LEÍ TOKIO BLUES EN LA PRIMERA década del 2000. Estaba en la universidad, era una estudiante de literatura. No lo abrí de nuevo hasta la década siguiente, después de una reunión editorial. Éramos otros, el libro, yo. Esta vez, buscaba entre las páginas referencias sobre restaurantes y comida, anclas y descripciones de lugares que fueran de utilidad para organizar un itinerario y, eventualmente, trazar un mapa para recorrer Tokio. La premisa: traslapar la ciudad de la vida real con la de la novela, con el Tokio de Watanabe, el protagonista.
Para el que nunca leyó la novela, aquí un breve paréntesis: Tokio Blues (también conocida como Norwegian Wood) narra la historia de Watanabe, un personaje gris que recuerda su vida universitaria y su paso a la adultez, cimbrado por su relación con Naoko —una chica deprimida— y Midori, su antítesis vital e independiente.

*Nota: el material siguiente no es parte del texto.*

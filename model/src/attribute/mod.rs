//! DynamoDB type-tagged attributes and their conversion into plain JSON.
//!
//! Stream images arrive as `{"name": {"S": "value"}, "age": {"N": "42"}}`. Every attribute is
//! a single-key object whose key names the type. [`decode`] strips those markers and returns
//! the plain document the webhook expects.

use serde::{Deserialize, Serialize};
use serde_json::{Map, Number, Value};
use std::collections::HashMap;

/// A stream image: attribute name to tagged value.
pub type Item = HashMap<String, AttributeValue>;

/// Largest integer an `f64` represents exactly.
const MAX_SAFE_INTEGER: f64 = 9_007_199_254_740_992.0;

/// One attribute as found in a stream image.
///
/// Shapes that do not match any known tag are kept verbatim in `Unrecognized` so a new
/// DynamoDB type never makes a whole record undeliverable.
#[derive(Deserialize, Serialize, Debug, Clone, PartialEq)]
#[serde(untagged)]
pub enum AttributeValue {
    Tagged(TaggedValue),
    Unrecognized(Value),
}

#[derive(Deserialize, Serialize, Debug, Clone, PartialEq)]
pub enum TaggedValue {
    #[serde(rename = "S")]
    S(String),
    #[serde(rename = "N")]
    N(String),
    #[serde(rename = "BOOL")]
    Bool(bool),
    #[serde(rename = "NULL")]
    Null(bool),
    #[serde(rename = "SS")]
    Ss(Vec<String>),
    #[serde(rename = "NS")]
    Ns(Vec<String>),
    /// Base64 encoded binary.
    #[serde(rename = "B")]
    B(String),
    #[serde(rename = "BS")]
    Bs(Vec<String>),
    #[serde(rename = "M")]
    M(Item),
    #[serde(rename = "L")]
    L(Vec<AttributeValue>),
}

impl From<TaggedValue> for AttributeValue {
    fn from(value: TaggedValue) -> Self {
        AttributeValue::Tagged(value)
    }
}

/// Decodes a whole image into a JSON object.
pub fn decode(item: Item) -> Value {
    Value::Object(
        item.into_iter()
            .map(|(name, value)| (name, decode_value(value)))
            .collect::<Map<String, Value>>(),
    )
}

/// Decodes a single attribute. Nested maps and lists are decoded to any depth.
pub fn decode_value(value: AttributeValue) -> Value {
    let tagged = match value {
        AttributeValue::Tagged(tagged) => tagged,
        AttributeValue::Unrecognized(raw) => return raw,
    };

    match tagged {
        TaggedValue::S(s) | TaggedValue::B(s) => Value::String(s),
        TaggedValue::N(n) => decode_number(n),
        TaggedValue::Bool(b) => Value::Bool(b),
        TaggedValue::Null(_) => Value::Null,
        TaggedValue::Ss(values) | TaggedValue::Bs(values) => {
            Value::Array(values.into_iter().map(Value::String).collect())
        }
        TaggedValue::Ns(values) => Value::Array(values.into_iter().map(decode_number).collect()),
        TaggedValue::M(item) => decode(item),
        TaggedValue::L(values) => Value::Array(values.into_iter().map(decode_value).collect()),
    }
}

/// Numbers go through `f64`. Integral values that fit are emitted as JSON integers; a string
/// that is not a finite number is kept as-is.
fn decode_number(raw: String) -> Value {
    let number = match raw.trim().parse::<f64>() {
        Ok(n) if n.is_finite() => n,
        _ => return Value::String(raw),
    };

    if number.fract() == 0.0 && number.abs() <= MAX_SAFE_INTEGER {
        Value::from(number as i64)
    } else {
        Number::from_f64(number)
            .map(Value::Number)
            .unwrap_or(Value::String(raw))
    }
}
pub mod error;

Ajá. ¿Qué tiene esto que ver con la comida? Preguntan. Fácil. Además de que la novela transcurre principalmente en parajes de Tokio, tiene páginas enteras para subrayar pasajes que describen qué y dónde comen y beben sus personajes. “La comida provee el balance entre surrealismo y normalidad”, dice Elaheh Nozari sobre su constante presencia en la obra de Murakami; “sin importar qué tan fantásticas sean las historias, la comida es lo que hace a los personajes creíbles”, lo que hace fácil identificarse con ellos.